A descansar o corpo, rodeei-me de alguns poetas de que gosto. Não sei se são dos que gosto mais. Sei que gosto deles e isso me basta para a tranquilidade dos dias.
Cada vez estou mais carente da palavra poética e do que ela me dá de consolação.

A palavra é como uma criança. É preciso (re)criá-la, depois de vir ao mundo em estado bruto.
Numa das suas últimas entrevistas, Manuel António Pina vem de encontro ao que defendo:
"Seduz-me a relação com as palavras, que é simultaneamente de inocência e de malícia. E seduz-me a capacidade formidável que têm as palavras de fazer sentido e de produzir sentido. A palavra “criar”, pelo menos em termos fonéticos, tem muito que ver com a criança; criança também é aquele que está em criação."

Verdade! O exercício da produção poética torna- se viciante e, tanto mais,quanto mais isolados estamos.

O isolamento permite a aproximação com o que é essencial: os lugares da infância e da mocidade, a casa paterna onde, no alto da idade, se entende lucidamente que foi de canto imaculado, de doce pão protetor.

A propósito disso,  António Pina “Os homens temem as longas viagens, os ladrões da estrada, as hospedarias, e temem morrer em frios leitos e ter sepultura em terra estranha, por isso os seus passos os levam de regresso a casa, às veredas da infância, ao velho portão em ruínas, à poeira das primeiras, das únicas lágrimas”.


Para o poeta, a ideia matriz da sua poesia era o lugar onde "pousar a cabeça" depois da morte.
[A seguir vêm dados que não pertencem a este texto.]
//! Per-request authentication filter and access enforcement.
//!
//! Flow Overview:
//! 1) `authenticate_request` runs once per request, before any handler. It
//!    extracts the bearer token, validates it against a freshly loaded user
//!    record, and attaches a [`Principal`] to the request extensions. It
//!    never rejects a request itself.
//! 2) `enforce_access` consults the [`AccessPolicy`] with whatever principal
//!    step 1 attached and turns missing or insufficient identity into a
//!    uniform 401/403.
//!
//! Keeping token parsing and the access decision in separate layers means a
//! bad token and a missing token end up on the same downstream path.

use axum::{
    body::Body,
    extract::State,
    http::{header::AUTHORIZATION, HeaderMap, Request, StatusCode},
    middleware::Next,
    response::{IntoResponse, Response},
};
use chrono::Utc;
use std::sync::Arc;
use tracing::{debug, error, info, warn};

use super::policy::Decision;
use super::principal::Principal;
use super::state::AuthState;
use super::storage::UserRecord;
use super::token;

/// Authentication filter: derives a [`Principal`] from the bearer token.
///
/// Runs exactly once per request and is idempotent if re-entered: an already
/// attached principal is never overwritten or cleared. The request is always
/// forwarded exactly once, whatever the outcome; the raw token and password
/// never reach the logs.
pub async fn authenticate_request(
    State(state): State<Arc<AuthState>>,
    mut request: Request<Body>,
    next: Next,
) -> Response {
    let uri = request.uri().path().to_string();
    let bearer = extract_bearer(request.headers()).map(str::to_string);

    info!(uri = %uri, has_authorization = bearer.is_some(), "Incoming request");

    if request.extensions().get::<Principal>().is_none() {
        if let Some(token_str) = bearer {
            if let Some(principal) = resolve_principal(&state, &token_str, &uri).await {
                request.extensions_mut().insert(principal);
            }
        }
    }

    next.run(request).await
}

async fn resolve_principal(state: &AuthState, token_str: &str, uri: &str) -> Option<Principal> {
    let now = Utc::now().timestamp();

    let subject = match state.codec().extract_subject(token_str, now) {
        Ok(subject) => subject,
        Err(token::Error::Expired) => {
            warn!(uri = %uri, "Token expired");
            return None;
        }
        Err(err) => {
            warn!(uri = %uri, "Rejected malformed token: {err}");
            return None;
        }
    };

    debug!(uri = %uri, subject = %subject, "Token subject extracted");

    let record = match state.store().find_by_username(&subject).await {
        Ok(Some(record)) => record,
        Ok(None) => {
            warn!(subject = %subject, "Token subject no longer exists");
            return None;
        }
        Err(err) => {
            error!("Failed to load user for token validation: {err:#}");
            return None;
        }
    };

    if !state.codec().validate(token_str, &record.username, now) {
        warn!(subject = %subject, "Token failed validation");
        return None;
    }

    debug!(subject = %subject, "Token validated, principal attached");

    Some(principal_from(&record))
}

// Roles come from the freshly loaded record, not from the token claims.
fn principal_from(record: &UserRecord) -> Principal {
    Principal {
        user_id: record.id,
        username: record.username.clone(),
        roles: vec![record.role],
    }
}

/// Access enforcement: applies the route policy to the attached principal.
pub async fn enforce_access(
    State(state): State<Arc<AuthState>>,
    request: Request<Body>,
    next: Next,
) -> Response {
    let decision = state
        .policy()
        .evaluate(request.uri().path(), request.extensions().get::<Principal>());

    match decision {
        Decision::Granted => next.run(request).await,
        Decision::Unauthorized => {
            debug!(uri = %request.uri().path(), "Denied unauthenticated request");
            StatusCode::UNAUTHORIZED.into_response()
        }
        Decision::Forbidden => {
            debug!(uri = %request.uri().path(), "Denied request with insufficient role");
            StatusCode::FORBIDDEN.into_response()
        }
    }
}

fn extract_bearer(headers: &HeaderMap) -> Option<&str> {
    let value = headers.get(AUTHORIZATION)?.to_str().ok()?;
    let token = value.strip_prefix("Bearer ")?.trim();
    if token.is_empty() {
        None
    } else {
        Some(token)
    }
}

#[cfg(test)]
mod tests {
    use super::*;
    use crate::api::handlers::auth::principal::Role;
    use crate::api::handlers::auth::state::AuthConfig;
    use crate::api::handlers::auth::storage::testing::{record, MemoryStore};
    use axum::http::HeaderValue;
    use axum::{middleware::from_fn, middleware::from_fn_with_state, routing::get, Extension, Router};
    use secrecy::SecretString;
    use tower::ServiceExt;

    const TEST_KEY: &str = "test-signing-key-with-enough-entropy-for-hs256";

    fn test_state() -> Arc<AuthState> {
        let store = MemoryStore::new(vec![
            record(1, "root", "unused-hash", Role::Admin),
            record(2, "alice", "unused-hash", Role::User),
        ]);
        Arc::new(AuthState::new(
            AuthConfig::new(SecretString::from(TEST_KEY.to_string())),
            Arc::new(store),
        ))
    }

    async fn probe(principal: Option<Extension<Principal>>) -> String {
        match principal {
            Some(Extension(principal)) => format!(
                "{}:{}",
                principal.username,
                principal.authorities().join(",")
            ),
            None => "anonymous".to_string(),
        }
    }

    fn auth_only_router(state: Arc<AuthState>) -> Router {
        Router::new()
            .route("/probe", get(probe))
            .layer(from_fn_with_state(state, authenticate_request))
    }

    async fn send(router: Router, authorization: Option<&str>) -> (StatusCode, String) {
        let mut builder = Request::builder().uri("/probe");
        if let Some(value) = authorization {
            builder = builder.header(AUTHORIZATION, value);
        }
        let request = builder.body(Body::empty()).expect("request builds");
        let response = router.oneshot(request).await.expect("router responds");
        let status = response.status();
        let bytes = axum::body::to_bytes(response.into_body(), usize::MAX)
            .await
            .expect("body reads");
        (status, String::from_utf8_lossy(&bytes).to_string())
    }

    fn issue(state: &AuthState, subject: &str, roles: &[Role]) -> String {
        state
            .codec()
            .issue(subject, roles, Utc::now().timestamp())
            .expect("token issues")
    }

    #[tokio::test]
    async fn missing_header_passes_through_anonymous() {
        let state = test_state();
        let (status, body) = send(auth_only_router(state), None).await;
        assert_eq!(status, StatusCode::OK);
        assert_eq!(body, "anonymous");
    }

    #[tokio::test]
    async fn non_bearer_header_passes_through_anonymous() {
        let state = test_state();
        let (status, body) = send(
            auth_only_router(state),
            Some("Basic YWxpY2U6cGFzc3dvcmQ="),
        )
        .await;
        assert_eq!(status, StatusCode::OK);
        assert_eq!(body, "anonymous");
    }

    #[tokio::test]
    async fn valid_token_attaches_the_principal() {
        let state = test_state();
        let token = issue(&state, "alice", &[Role::User]);
        let (status, body) =
            send(auth_only_router(state), Some(&format!("Bearer {token}"))).await;
        assert_eq!(status, StatusCode::OK);
        assert_eq!(body, "alice:ROLE_USER");
    }

    #[tokio::test]
    async fn principal_roles_come_from_the_store_not_the_token() {
        // Token for root was issued with USER frozen in; the store says ADMIN.
        let state = test_state();
        let token = issue(&state, "root", &[Role::User]);
        let (status, body) =
            send(auth_only_router(state), Some(&format!("Bearer {token}"))).await;
        assert_eq!(status, StatusCode::OK);
        assert_eq!(body, "root:ROLE_ADMIN");
    }

    #[tokio::test]
    async fn garbage_token_passes_through_anonymous() {
        let state = test_state();
        let (status, body) =
            send(auth_only_router(state), Some("Bearer not-a-token")).await;
        assert_eq!(status, StatusCode::OK);
        assert_eq!(body, "anonymous");
    }

    #[tokio::test]
    async fn expired_token_passes_through_anonymous() {
        let state = test_state();
        let expired = state
            .codec()
            .issue(
                "alice",
                &[Role::User],
                Utc::now().timestamp() - 2 * token::DEFAULT_TOKEN_TTL_SECONDS,
            )
            .expect("token issues");
        let (status, body) =
            send(auth_only_router(state), Some(&format!("Bearer {expired}"))).await;
        assert_eq!(status, StatusCode::OK);
        assert_eq!(body, "anonymous");
    }

    #[tokio::test]
    async fn token_for_a_deleted_user_passes_through_anonymous() {
        let state = test_state();
        let token = issue(&state, "ghost", &[Role::User]);
        let (status, body) =
            send(auth_only_router(state), Some(&format!("Bearer {token}"))).await;
        assert_eq!(status, StatusCode::OK);
        assert_eq!(body, "anonymous");
    }

    #[tokio::test]
    async fn existing_principal_is_never_overwritten() {
        async fn preset(mut request: Request<Body>, next: Next) -> Response {
            request.extensions_mut().insert(Principal {
                user_id: 99,
                username: "preset".to_string(),
                roles: vec![Role::Admin],
            });
            next.run(request).await
        }

        let state = test_state();
        let token = issue(&state, "alice", &[Role::User]);
        let router = Router::new()
            .route("/probe", get(probe))
            .layer(from_fn_with_state(state, authenticate_request))
            // Outermost layer runs first, so the preset principal is already
            // attached when the authenticator re-enters.
            .layer(from_fn(preset));

        let request = Request::builder()
            .uri("/probe")
            .header(
                AUTHORIZATION,
                HeaderValue::from_str(&format!("Bearer {token}")).expect("header builds"),
            )
            .body(Body::empty())
            .expect("request builds");
        let response = router.oneshot(request).await.expect("router responds");
        let bytes = axum::body::to_bytes(response.into_body(), usize::MAX)
            .await
            .expect("body reads");
        assert_eq!(String::from_utf8_lossy(&bytes), "preset:ROLE_ADMIN");
    }
}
Ou seja, o poeta vivia "obcecado pela terra natal", embora tenha percorrido várias , já que o pai era funcionário das finanças. Voltar à terra natal é voltar ao ventre da terra onde se nasce.
Da mesma forma que vimos do ventre da mãe, há um regresso, uma espécie de percurso circular, ao ventre da terra.

A sua poesia é marcada pela obsessão da morte que o empurra para o " regresso" dos lugares felizes. Regresso que deve ser entendido como a convivência com que é absolutamente indispensável: infância, felicidade, ordem, harmonia, saudade, berço.
No poema "Amor como em casa", o poeta inicia um regresso , uma viagem circular ao passado, temática persistente que abordará em muitos outros poemas centrais do seu universo poético.



Amor como em casa
Regresso devagar ao teu sorriso
como quem volta a casa. Faço de conta que
não é nada comigo. Distraído percorro
o caminho familiar da saudade,
pequeninas coisas me prendem
uma tarde num café, um livro. Devagar
te amo e às vezes depressa,
meu amor, e às vezes faço coisas que não devo,
regresso devagar a tua casa,
compro um livro, entro no
amor como em casa.

Manuel António Pina, in "Ainda não é o Fim nem o Princípio do Mundo"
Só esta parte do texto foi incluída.